*** Data for processing Section Begins ***

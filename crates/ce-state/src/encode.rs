//! `encodeURIComponent`-compatible percent-encoding.

use percent_encoding::{AsciiSet, NON_ALPHANUMERIC, percent_encode};

/// Characters `encodeURIComponent` leaves intact: `A-Z a-z 0-9 - _ . ! ~ * ' ( )`.
const FRAGMENT_ENCODE_SET: &AsciiSet = &NON_ALPHANUMERIC
    .remove(b'-')
    .remove(b'_')
    .remove(b'.')
    .remove(b'!')
    .remove(b'~')
    .remove(b'*')
    .remove(b'\'')
    .remove(b'(')
    .remove(b')');

/// Percent-encode a serialized client state for use in a URL fragment.
///
/// The service decodes the fragment with `decodeURIComponent`, so the
/// encode set must match the browser's exactly.
#[must_use]
pub fn encode_fragment(input: &str) -> String {
    percent_encode(input.as_bytes(), FRAGMENT_ENCODE_SET).to_string()
}
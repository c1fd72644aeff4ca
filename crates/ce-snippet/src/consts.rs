//! Shared constants for snippet splitting.

/// Compiler id used when no config directive appears in a block.
pub(crate) const DEFAULT_COMPILER: &str = "g8";

/// Compiler flags used when no config directive appears in a block.
pub(crate) const DEFAULT_OPTIONS: &str = "-Og -march=native -std=c++17";

/// Flags appended to the options string after parsing, whatever the
/// config directive supplied.
pub(crate) const ALWAYS_ON_OPTIONS: &str = " -Wall -Wextra -pedantic";

/// Widest line that still fits a slide; longer lines get an advisory
/// warning.
pub const MAX_LINE_WIDTH: usize = 36;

*** Data for processing Section Ends ***

:: What this task involves ::
Which of the lines above contain "AsciiSet"? Return them all.

:: Task result ::
use percent_encoding::{AsciiSet, NON_ALPHANUMERIC, percent_encode};
const FRAGMENT_ENCODE_SET: &AsciiSet = &NON_ALPHANUMERIC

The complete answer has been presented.